The larger point is that neither intellectual sophistication nor anchoring one’s worldview in either biology or social constructivism will help decide ahead of time whether we should hang tight to a practice, revise it, or throw it out. To put the point crudely, it’s always a matter of cost-benefit where there are always costs and always benefits, and ignoring either costs or benefits to score a conversational point obscures the tragic aspect of all human interaction.

The debate between determinists and constructivists is somewhat moot considering our ethical focus should be on specific norms, values, and institutions and not general ways of viewing the world and then applying that scheme to all norms, values, and institutions. William James was right that people tend to be conservative about their beliefs, adding new insights and ideas only when they can be seamlessly incorporated into one’s previously held beliefs. But he was also right when he characterized beliefs as essentially coping mechanisms and thus fluid and malleable. Interactions with the books we read, the people we run into, and even contradictions within ourselves all chain us to living with a relatively coherent sets of beliefs while always needing to revise, reconstruct, and redescribe them in order to cope with the changing world around us.

I pretty much agree with Kuznicki when he writes:

To say … that gender is a social construct is therefore not to say that gender is a matter of arbitrary choice. Nor would I say that gender is an inescapable social prison. Like language, gender is externally constrained as to many of its features, and yet it’s also full of potential for nuanced and authentic self-expression. At its best, gender expression is neither arbitrary nor totalizing, but it occupies—if we allow it—a happy middle ground.

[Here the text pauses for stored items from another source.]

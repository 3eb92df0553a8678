//! DnsFilter Infrastructure Layer
pub mod dns;
pub mod lists;
pub mod udp;

use async_trait::async_trait;
use dnsfilter_domain::DomainError;
use std::net::SocketAddr;
use std::time::Duration;

pub use udp::UdpTransport;

#[async_trait]
pub trait DnsTransport: Send + Sync {
    /// One request, one reply, bounded by `timeout`.
    async fn send(&self, message_bytes: &[u8], timeout: Duration) -> Result<Vec<u8>, DomainError>;

    fn server_addr(&self) -> SocketAddr;

    fn protocol_name(&self) -> &'static str;
}
use super::hosts::parse_hosts;
use async_trait::async_trait;
use dnsfilter_application::ports::DomainListLoader;
use dnsfilter_domain::{DomainError, DomainList};
use futures::future::join_all;
use std::time::Duration;
use tracing::{debug, info};

const FETCH_TIMEOUT: Duration = Duration::from_secs(30);

/// Loads hosts-format lists from `http(s)://` URLs or local files.
pub struct HostsListLoader {
    client: reqwest::Client,
}

impl HostsListLoader {
    pub fn new() -> Self {
        Self {
            client: reqwest::Client::new(),
        }
    }

    async fn fetch_source(&self, source: &str) -> Result<String, DomainError> {
        if is_remote(source) {
            fetch_url(source, &self.client).await
        } else {
            tokio::fs::read_to_string(source)
                .await
                .map_err(|e| DomainError::ListSourceFailed {
                    origin: source.to_string(),
                    reason: e.to_string(),
                })
        }
    }
}

impl Default for HostsListLoader {
    fn default() -> Self {
        Self::new()
    }
}

#[async_trait]
impl DomainListLoader for HostsListLoader {
    async fn load(&self, sources: &[String]) -> Result<DomainList, DomainError> {
        let texts = join_all(sources.iter().map(|source| self.fetch_source(source))).await;

        let mut list = DomainList::new();
        for (source, text) in sources.iter().zip(texts) {
            let parsed = parse_hosts(&text?);
            info!(source = %source, names = parsed.len(), "Loaded domain list source");
            for name in parsed {
                list.insert(name);
            }
        }

        debug!(sources = sources.len(), unique = list.len(), "Merged domain list sources");
        Ok(list)
    }
}

fn is_remote(source: &str) -> bool {
    source.starts_with("http://") || source.starts_with("https://")
}

async fn fetch_url(url: &str, client: &reqwest::Client) -> Result<String, DomainError> {
    let failed = |reason: String| DomainError::ListSourceFailed {
        origin: url.to_string(),
        reason,
    };

    let response = client
        .get(url)
        .timeout(FETCH_TIMEOUT)
        .send()
        .await
        .map_err(|e| failed(format!("fetch error: {}", e)))?;

    if !response.status().is_success() {
        return Err(failed(format!("HTTP {}", response.status().as_u16())));
    }

    response
        .text()
        .await
        .map_err(|e| failed(format!("read error: {}", e)))
}
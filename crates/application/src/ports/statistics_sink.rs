use async_trait::async_trait;
use dnsfilter_domain::QueryEvent;

#[async_trait]
pub trait StatisticsSink: Send + Sync {
    /// Queues one event. Waits while the consumer is behind.
    async fn emit(&self, event: QueryEvent);
}
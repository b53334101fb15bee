mod common;

use ndarray::{Array2, ArrayView2};

use adm_core::dwt::{mirror_index, Db2Coefficients, Orientation, ScaleDims, SubBandSet, WaveletTransform};

fn transform_for(width: usize, height: usize) -> (WaveletTransform, SubBandSet) {
    let wt = WaveletTransform::new(Db2Coefficients::fixed_point(), width).unwrap();
    let bands = SubBandSet::with_capacity(ScaleDims::new(width, height).half()).unwrap();
    (wt, bands)
}

#[test]
fn test_mirror_index_reflects_both_edges() {
    assert_eq!(mirror_index(-1, 5), 1);
    assert_eq!(mirror_index(-2, 5), 2);
    assert_eq!(mirror_index(0, 5), 0);
    assert_eq!(mirror_index(4, 5), 4);
    assert_eq!(mirror_index(5, 5), 4);
    assert_eq!(mirror_index(6, 5), 3);
}

#[test]
fn test_mirror_index_tiny_sizes_stay_in_bounds() {
    for idx in -3..6 {
        assert_eq!(mirror_index(idx, 1), 0);
        assert!(mirror_index(idx, 2) < 2, "idx {idx} escaped size 2");
    }
    assert_eq!(mirror_index(2, 2), 1);
    assert_eq!(mirror_index(3, 2), 0);
}

#[test]
fn test_fixed_point_coefficients() {
    let c = Db2Coefficients::fixed_point();
    assert_eq!(c.lo, [15826, 27411, 7345, -4240]);
    assert_eq!(c.hi, [-4240, -7345, 27411, -15826]);
    assert_eq!(c.taps(), 4);
    // High-pass taps cancel exactly, so flat regions carry no detail.
    assert_eq!(c.hi.iter().sum::<i32>(), 0);
}

#[test]
fn test_pyramid_halves_with_ceiling() {
    let dims = ScaleDims::pyramid(5, 5);
    assert_eq!(dims[0], ScaleDims::new(3, 3));
    assert_eq!(dims[1], ScaleDims::new(2, 2));
    assert_eq!(dims[2], ScaleDims::new(1, 1));
    assert_eq!(dims[3], ScaleDims::new(1, 1));

    let hd = ScaleDims::pyramid(1920, 1080);
    assert_eq!(hd[0], ScaleDims::new(960, 540));
    assert_eq!(hd[3], ScaleDims::new(120, 68));
    assert_eq!(hd[3].to_string(), "120x68");
}

#[test]
fn test_forward_output_size_for_odd_input() {
    let (mut wt, mut bands) = transform_for(5, 3);
    let src = Array2::<u8>::zeros((3, 5));
    let out = wt.forward(src.view(), &mut bands);
    assert_eq!(out, ScaleDims::new(3, 2));
    assert_eq!(bands.dims(), out);
    assert_eq!(bands.approx().dim(), (2, 3));
}

#[test]
fn test_flat_image_has_zero_detail() {
    let (mut wt, mut bands) = transform_for(8, 8);
    let src = Array2::<u8>::from_elem((8, 8), 100);
    wt.forward(src.view(), &mut bands);

    for o in Orientation::ALL {
        assert!(bands.band(o).iter().all(|&v| v == 0), "{o} band not zero");
    }
    // (46342 * 100) >> 15 = 141, then (46342 * 141) >> 15 = 199.
    assert!(bands.approx().iter().all(|&v| v == 199));
}

#[test]
fn test_column_edge_only_excites_vertical_band() {
    let (mut wt, mut bands) = transform_for(16, 8);
    let src = Array2::<u8>::from_shape_fn((8, 16), |(_, c)| if c < 7 { 10 } else { 200 });
    wt.forward(src.view(), &mut bands);

    assert!(bands.band(Orientation::Horizontal).iter().all(|&v| v == 0));
    assert!(bands.band(Orientation::Diagonal).iter().all(|&v| v == 0));
    assert!(bands.band(Orientation::Vertical).iter().any(|&v| v != 0));
}

#[test]
fn test_single_pixel_input() {
    let (mut wt, mut bands) = transform_for(1, 1);
    let src = Array2::<u8>::from_elem((1, 1), 7);
    let out = wt.forward(src.view(), &mut bands);
    assert_eq!(out, ScaleDims::new(1, 1));
    assert_eq!(bands.approx()[[0, 0]], 12);
    for o in Orientation::ALL {
        assert_eq!(bands.band(o)[[0, 0]], 0);
    }
}

#[test]
fn test_sample_containers_agree() {
    let data8 = common::texture_u8(12, 10, 0.0);
    let data16: Vec<u16> = data8.iter().map(|&v| u16::from(v)).collect();

    let (mut wt, mut bands8) = transform_for(12, 10);
    let (_, mut bands16) = transform_for(12, 10);
    wt.forward(ArrayView2::from_shape((10, 12), &data8).unwrap(), &mut bands8);
    wt.forward(ArrayView2::from_shape((10, 12), &data16).unwrap(), &mut bands16);

    assert_eq!(bands8.approx(), bands16.approx());
    for o in Orientation::ALL {
        assert_eq!(bands8.band(o), bands16.band(o));
    }
}

#[test]
fn test_sub_band_set_reuses_capacity() {
    let (mut wt, mut bands) = transform_for(10, 10);
    assert_eq!(bands.capacity(), ScaleDims::new(5, 5));

    let small = Array2::<u8>::from_elem((4, 4), 50);
    let out = wt.forward(small.view(), &mut bands);
    assert_eq!(out, ScaleDims::new(2, 2));
    assert_eq!(bands.capacity(), ScaleDims::new(5, 5));
    assert_eq!(bands.stride(), 5);
    assert_eq!(bands.band(Orientation::Diagonal).dim(), (2, 2));
}
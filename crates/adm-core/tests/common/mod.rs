#![allow(dead_code)]

use std::io::Write;

use adm_core::frame::{PixelFormat, Plane};
use adm_core::pipeline::{AdmConfig, AdmState, ScoreResult};
use tempfile::NamedTempFile;

/// Deterministic 8-bit test texture with detail in every orientation.
///
/// Values stay within [18, 238], so scaling or offsetting never clips.
pub fn texture_u8(width: usize, height: usize, seed: f32) -> Vec<u8> {
    let mut data = Vec::with_capacity(width * height);
    for y in 0..height {
        for x in 0..width {
            let (xf, yf) = (x as f32, y as f32);
            let v = 128.0 + 60.0 * (0.7 * xf + seed).sin() + 50.0 * (0.45 * yf + 0.3 * xf).cos();
            data.push(v.round() as u8);
        }
    }
    data
}

/// 10-bit counterpart of [`texture_u8`].
pub fn texture_u16(width: usize, height: usize, seed: f32) -> Vec<u16> {
    texture_u8(width, height, seed)
        .into_iter()
        .map(|v| u16::from(v) * 4)
        .collect()
}

pub fn flat_u8(width: usize, height: usize, value: u8) -> Vec<u8> {
    vec![value; width * height]
}

/// Score one 8-bit pair with a fresh state.
pub fn score_u8(width: usize, height: usize, reference: &[u8], distorted: &[u8]) -> ScoreResult {
    let mut state = AdmState::new(AdmConfig::new(width, height, PixelFormat::Yuv420p)).unwrap();
    let r = Plane::from_u8(reference, width, height, width).unwrap();
    let d = Plane::from_u8(distorted, width, height, width).unwrap();
    state.process(&r, &d).unwrap()
}

/// Raw planar file contents: the given luma planes with neutral chroma.
pub fn build_yuv(format: PixelFormat, width: usize, height: usize, lumas: &[Vec<u8>]) -> Vec<u8> {
    let frame_size = format.frame_byte_size(width, height);
    let luma_size = width * height;
    let mut buf = Vec::with_capacity(frame_size * lumas.len());
    for luma in lumas {
        assert_eq!(luma.len(), luma_size);
        buf.extend_from_slice(luma);
        buf.resize(buf.len() + frame_size - luma_size, 128);
    }
    buf
}

/// 10-bit little-endian counterpart of [`build_yuv`].
pub fn build_yuv16(format: PixelFormat, width: usize, height: usize, lumas: &[Vec<u16>]) -> Vec<u8> {
    let frame_size = format.frame_byte_size(width, height);
    let mut buf = Vec::with_capacity(frame_size * lumas.len());
    for luma in lumas {
        let start = buf.len();
        for v in luma {
            buf.extend_from_slice(&v.to_le_bytes());
        }
        while buf.len() < start + frame_size {
            buf.extend_from_slice(&512u16.to_le_bytes());
        }
    }
    buf
}

pub fn write_temp(bytes: &[u8]) -> NamedTempFile {
    let mut tmp = NamedTempFile::new().unwrap();
    tmp.write_all(bytes).unwrap();
    tmp.flush().unwrap();
    tmp
}
use ndarray::s;
use tracing::{debug, info};

use crate::aggregate::detail_contribution;
use crate::consts::{ADM_BORDER_FACTOR, NUM_SCALES};
use crate::csf::{apply_csf, CsfTable};
use crate::decouple::decouple;
use crate::dwt::{Db2Coefficients, ScaleDims, SubBandSet, WaveletTransform};
use crate::error::{AdmError, Result};
use crate::frame::{Plane, PlaneSamples};
use crate::masking::{apply_masking, threshold_map};

use super::arena::WorkArena;
use super::config::AdmConfig;
use super::types::{ScaleScore, ScoreResult};

/// Long-lived ADM pipeline for one stream configuration.
///
/// Owns the working buffers, the fixed-point filter tables and the running
/// lifetime average. Buffers are rewritten on every call, so one state must
/// not score two frame pairs at once; use one state per worker instead.
#[derive(Debug)]
pub struct AdmState {
    config: AdmConfig,
    transform: WaveletTransform,
    csf: CsfTable,
    arena: WorkArena,
    frames: u64,
    score_sum: f64,
}

impl AdmState {
    /// Allocate all buffers for `config`. Fails without a partial state if
    /// any allocation fails.
    pub fn new(config: AdmConfig) -> Result<Self> {
        config.validate()?;
        let arena = WorkArena::new(config.width, config.height)?;
        let transform = WaveletTransform::new(Db2Coefficients::fixed_point(), config.width)?;

        debug!(
            width = config.width,
            height = config.height,
            format = %config.pixel_format,
            arena_bytes = arena.byte_size(),
            "ADM state allocated"
        );

        Ok(Self {
            config,
            transform,
            csf: CsfTable::new(),
            arena,
            frames: 0,
            score_sum: 0.0,
        })
    }

    pub fn config(&self) -> &AdmConfig {
        &self.config
    }

    pub fn coefficients(&self) -> &Db2Coefficients {
        self.transform.coefficients()
    }

    pub fn csf_table(&self) -> &CsfTable {
        &self.csf
    }

    /// Score one reference/distorted pair and fold it into the lifetime average.
    pub fn process(&mut self, reference: &Plane<'_>, distorted: &Plane<'_>) -> Result<ScoreResult> {
        self.check_plane(reference)?;
        self.check_plane(distorted)?;

        let result = self.compute(reference, distorted);
        self.frames += 1;
        self.score_sum += result.score;
        Ok(result)
    }

    /// Number of frame pairs scored so far.
    pub fn frame_count(&self) -> u64 {
        self.frames
    }

    /// Mean score over the stream's lifetime, 0.0 before the first frame.
    pub fn average(&self) -> f64 {
        if self.frames > 0 {
            self.score_sum / self.frames as f64
        } else {
            0.0
        }
    }

    /// Tear the stream down, releasing its buffers, and return the lifetime average.
    pub fn finish(self) -> f64 {
        let avg = self.average();
        if self.frames > 0 {
            info!(frames = self.frames, "ADM AVG: {avg:.3}");
        }
        avg
    }

    fn check_plane(&self, plane: &Plane<'_>) -> Result<()> {
        let expected = (self.config.width, self.config.height);
        let actual = (plane.width(), plane.height());
        if expected != actual {
            return Err(AdmError::DimensionMismatch { expected, actual });
        }

        let depth = self.config.pixel_format.bit_depth();
        let container_matches = match plane.samples() {
            PlaneSamples::U8(_) => depth <= 8,
            PlaneSamples::U16(_) => depth > 8,
        };
        if plane.bit_depth() != depth || !container_matches {
            return Err(AdmError::FormatMismatch {
                expected: depth,
                actual: plane.bit_depth(),
            });
        }
        Ok(())
    }

    fn compute(&mut self, reference: &Plane<'_>, distorted: &Plane<'_>) -> ScoreResult {
        let mut num = 0.0f64;
        let mut den = 0.0f64;
        let mut scales = [ScaleScore::default(); NUM_SCALES];
        let mut input_dims = ScaleDims::new(self.config.width, self.config.height);

        for (scale, slot) in scales.iter_mut().enumerate() {
            let arena = &mut self.arena;

            let dims = if scale == 0 {
                forward_plane(&mut self.transform, reference, &mut arena.ref_dwt);
                forward_plane(&mut self.transform, distorted, &mut arena.dist_dwt)
            } else {
                let (h, w) = (input_dims.height, input_dims.width);
                self.transform
                    .forward(arena.ref_scale.slice(s![..h, ..w]), &mut arena.ref_dwt);
                self.transform
                    .forward(arena.dist_scale.slice(s![..h, ..w]), &mut arena.dist_dwt)
            };

            decouple(
                &arena.ref_dwt,
                &arena.dist_dwt,
                &mut arena.restored,
                &mut arena.impairment,
            );

            apply_csf(&self.csf, scale, &arena.ref_dwt, &mut arena.csf_ref);
            apply_csf(&self.csf, scale, &arena.restored, &mut arena.csf_restored);
            apply_csf(&self.csf, scale, &arena.impairment, &mut arena.csf_impairment);

            threshold_map(&arena.csf_impairment, &mut arena.threshold);
            apply_masking(&arena.csf_restored, &arena.threshold, &mut arena.masked);

            let num_scale = detail_contribution(&arena.masked, ADM_BORDER_FACTOR);
            let den_scale = detail_contribution(&arena.csf_ref, ADM_BORDER_FACTOR);

            debug!(scale, dims = %dims, num_scale, den_scale, "ADM scale scored");

            num += num_scale;
            den += den_scale;
            *slot = ScaleScore {
                num: num_scale,
                den: den_scale,
            };

            arena.handoff();
            input_dims = dims;
        }

        fold_scores(num, den, self.config.noise_floor(), scales)
    }
}

fn forward_plane(transform: &mut WaveletTransform, plane: &Plane<'_>, dst: &mut SubBandSet) -> ScaleDims {
    match plane.samples() {
        PlaneSamples::U8(view) => transform.forward(view, dst),
        PlaneSamples::U16(view) => transform.forward(view, dst),
    }
}

/// Apply the noise floor to the summed numerator/denominator and form the score.
///
/// Sums below `limit` are zeroed; a zero denominator yields exactly 1.0.
pub fn fold_scores(num: f64, den: f64, limit: f64, scales: [ScaleScore; NUM_SCALES]) -> ScoreResult {
    let num = if num < limit { 0.0 } else { num };
    let den = if den < limit { 0.0 } else { den };
    let score = if den == 0.0 { 1.0 } else { num / den };
    ScoreResult {
        score,
        num,
        den,
        scales,
    }
}
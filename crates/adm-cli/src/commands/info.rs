use std::path::PathBuf;

use adm_core::dwt::ScaleDims;
use adm_core::frame::PixelFormat;
use adm_core::io::yuv::YuvReader;
use adm_core::pipeline::AdmConfig;
use anyhow::Result;
use clap::Args;

use super::parse_format;

#[derive(Args)]
pub struct InfoArgs {
    /// Raw planar YUV file
    pub file: PathBuf,

    /// Frame width in pixels
    #[arg(long)]
    pub width: usize,

    /// Frame height in pixels
    #[arg(long)]
    pub height: usize,

    /// Pixel format (yuv420p, yuv422p, yuv444p and their 10le variants)
    #[arg(long, default_value = "yuv420p", value_parser = parse_format)]
    pub format: PixelFormat,
}

pub fn run(args: &InfoArgs) -> Result<()> {
    let reader = YuvReader::open(&args.file, args.width, args.height, args.format)?;
    let config = AdmConfig::new(args.width, args.height, args.format);

    println!("File:        {}", args.file.display());
    println!("Frames:      {}", reader.frame_count());
    println!("Dimensions:  {}x{}", reader.width(), reader.height());
    println!("Format:      {}", reader.format());
    println!("Bit depth:   {}", reader.format().bit_depth());
    println!("Frame size:  {} bytes", reader.frame_byte_size());

    let total_mb = (reader.frame_byte_size() * reader.frame_count()) as f64 / (1024.0 * 1024.0);
    println!("Data size:   {:.1} MB", total_mb);

    let pyramid = ScaleDims::pyramid(args.width, args.height)
        .iter()
        .map(|d| d.to_string())
        .collect::<Vec<_>>()
        .join(" -> ");
    println!("Sub-bands:   {}", pyramid);
    println!("Noise floor: {:.6}", config.noise_floor());

    Ok(())
}
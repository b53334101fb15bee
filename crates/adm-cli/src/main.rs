mod commands;
mod summary;

use anyhow::Result;
use clap::{Parser, Subcommand};
use tracing_subscriber::EnvFilter;

#[derive(Parser)]
#[command(name = "adm", about = "Full-reference video quality scoring (Additive Detail Measure)")]
#[command(version)]
struct Cli {
    /// Enable verbose output
    #[arg(short, long, global = true)]
    verbose: bool,

    #[command(subcommand)]
    command: Commands,
}

#[derive(Subcommand)]
enum Commands {
    /// Score a distorted raw YUV file against its reference
    Score(commands::score::ScoreArgs),
    /// Show raw YUV file layout for a given geometry
    Info(commands::info::InfoArgs),
    /// Print or save a default run config as TOML
    Config(commands::config::ConfigArgs),
}

fn main() -> Result<()> {
    let cli = Cli::parse();

    let filter = if cli.verbose {
        EnvFilter::new("debug")
    } else {
        EnvFilter::new("warn")
    };
    tracing_subscriber::fmt().with_env_filter(filter).init();

    match &cli.command {
        Commands::Score(args) => commands::score::run(args),
        Commands::Info(args) => commands::info::run(args),
        Commands::Config(args) => commands::config::run(args),
    }
}
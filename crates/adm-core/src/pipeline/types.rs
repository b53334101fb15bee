use crate::consts::{NUM_SCALES, SCORE_METADATA_KEY};

/// Numerator and denominator contributed by one scale.
#[derive(Clone, Copy, Debug, Default, PartialEq)]
pub struct ScaleScore {
    pub num: f64,
    pub den: f64,
}

/// Per-frame ADM output.
#[derive(Clone, Copy, Debug, PartialEq)]
pub struct ScoreResult {
    pub score: f64,
    pub num: f64,
    pub den: f64,
    pub scales: [ScaleScore; NUM_SCALES],
}

impl ScoreResult {
    /// Per-scale breakdown as `[num_0, den_0, num_1, den_1, ...]`.
    pub fn flattened(&self) -> [f64; 2 * NUM_SCALES] {
        let mut out = [0.0; 2 * NUM_SCALES];
        for (scale, s) in self.scales.iter().enumerate() {
            out[2 * scale] = s.num;
            out[2 * scale + 1] = s.den;
        }
        out
    }

    /// Frame metadata entry: key and score with 2 decimals.
    pub fn metadata(&self) -> (&'static str, String) {
        (SCORE_METADATA_KEY, format!("{:.2}", self.score))
    }
}

/// Score of one frame pair within a sequence.
#[derive(Clone, Copy, Debug, PartialEq)]
pub struct FrameScore {
    pub frame_index: usize,
    pub result: ScoreResult,
}

/// Outcome of scoring a whole sequence.
#[derive(Clone, Debug, Default, PartialEq)]
pub struct SequenceSummary {
    /// Scored frames in frame order.
    pub frames: Vec<FrameScore>,
    /// Distorted frames with no reference counterpart, forwarded unscored.
    pub passed_through: usize,
    /// Mean score over `frames`, 0.0 when nothing was scored.
    pub average: f64,
}

impl SequenceSummary {
    pub fn new(frames: Vec<FrameScore>, passed_through: usize) -> Self {
        let average = if frames.is_empty() {
            0.0
        } else {
            frames.iter().map(|f| f.result.score).sum::<f64>() / frames.len() as f64
        };
        Self {
            frames,
            passed_through,
            average,
        }
    }
}
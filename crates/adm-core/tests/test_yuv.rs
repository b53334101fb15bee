mod common;

use adm_core::error::AdmError;
use adm_core::frame::{LumaSamples, PixelFormat};
use adm_core::io::yuv::YuvReader;

use common::{build_yuv, build_yuv16, texture_u16, texture_u8, write_temp};

#[test]
fn test_read_8bit_frames() {
    let lumas: Vec<Vec<u8>> = (0..3).map(|i| texture_u8(8, 6, i as f32)).collect();
    let tmp = write_temp(&build_yuv(PixelFormat::Yuv420p, 8, 6, &lumas));

    let reader = YuvReader::open(tmp.path(), 8, 6, PixelFormat::Yuv420p).unwrap();
    assert_eq!(reader.frame_count(), 3);
    assert_eq!(reader.frame_byte_size(), 72);
    assert_eq!((reader.width(), reader.height()), (8, 6));

    let frame = reader.read_luma(1).unwrap();
    assert_eq!(frame.frame_index, 1);
    assert_eq!(frame.bit_depth, 8);
    assert_eq!((frame.width(), frame.height()), (8, 6));
    match frame.samples {
        LumaSamples::U8(ref a) => assert_eq!(a.iter().copied().collect::<Vec<_>>(), lumas[1]),
        LumaSamples::U16(_) => panic!("expected 8-bit samples"),
    }
    assert_eq!(reader.luma_raw(2).unwrap(), &lumas[2][..]);
}

#[test]
fn test_read_10bit_frames() {
    let lumas: Vec<Vec<u16>> = (0..2).map(|i| texture_u16(6, 4, i as f32)).collect();
    let tmp = write_temp(&build_yuv16(PixelFormat::Yuv444p10le, 6, 4, &lumas));

    let reader = YuvReader::open(tmp.path(), 6, 4, PixelFormat::Yuv444p10le).unwrap();
    assert_eq!(reader.frame_count(), 2);

    let frame = reader.read_luma(0).unwrap();
    assert_eq!(frame.bit_depth, 10);
    match frame.samples {
        LumaSamples::U16(ref a) => assert_eq!(a.iter().copied().collect::<Vec<_>>(), lumas[0]),
        LumaSamples::U8(_) => panic!("expected 16-bit samples"),
    }
    assert_eq!(frame.plane().bit_depth(), 10);
}

#[test]
fn test_frames_iterator() {
    let lumas: Vec<Vec<u8>> = (0..4).map(|i| texture_u8(4, 4, i as f32)).collect();
    let tmp = write_temp(&build_yuv(PixelFormat::Yuv422p, 4, 4, &lumas));

    let reader = YuvReader::open(tmp.path(), 4, 4, PixelFormat::Yuv422p).unwrap();
    let indices: Vec<usize> = reader.frames().map(|f| f.unwrap().frame_index).collect();
    assert_eq!(indices, vec![0, 1, 2, 3]);
}

#[test]
fn test_truncated_file_rejected() {
    let mut bytes = build_yuv(PixelFormat::Yuv420p, 4, 4, &[vec![0u8; 16]]);
    bytes.pop();
    let tmp = write_temp(&bytes);

    let result = YuvReader::open(tmp.path(), 4, 4, PixelFormat::Yuv420p);
    assert!(matches!(result, Err(AdmError::InvalidYuv(_))));
}

#[test]
fn test_frame_index_out_of_range() {
    let tmp = write_temp(&build_yuv(PixelFormat::Yuv420p, 4, 4, &[vec![1u8; 16]]));
    let reader = YuvReader::open(tmp.path(), 4, 4, PixelFormat::Yuv420p).unwrap();

    assert!(matches!(
        reader.read_luma(1),
        Err(AdmError::FrameIndexOutOfRange { index: 1, total: 1 })
    ));
}

#[test]
fn test_zero_geometry_rejected() {
    let tmp = write_temp(&[0u8; 24]);
    assert!(matches!(
        YuvReader::open(tmp.path(), 0, 4, PixelFormat::Yuv420p),
        Err(AdmError::InvalidDimensions { width: 0, height: 4 })
    ));
}

#[test]
fn test_missing_file() {
    let dir = tempfile::tempdir().unwrap();
    let result = YuvReader::open(&dir.path().join("missing.yuv"), 4, 4, PixelFormat::Yuv420p);
    assert!(matches!(result, Err(AdmError::Io(_))));
}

To argue about how much we are constrained by our biology or how much potential there is for “nuanced and authentic self-expression” is to once again drag the debate back to its previous stalemate. Although Kuznicki’s strategy is a bit different than mine—arguing for a middle ground rather than reframing the two sides—I’m willing to go with whatever strategy puts an end to these pointless debates about nature and nurture, determinism and social constructivism.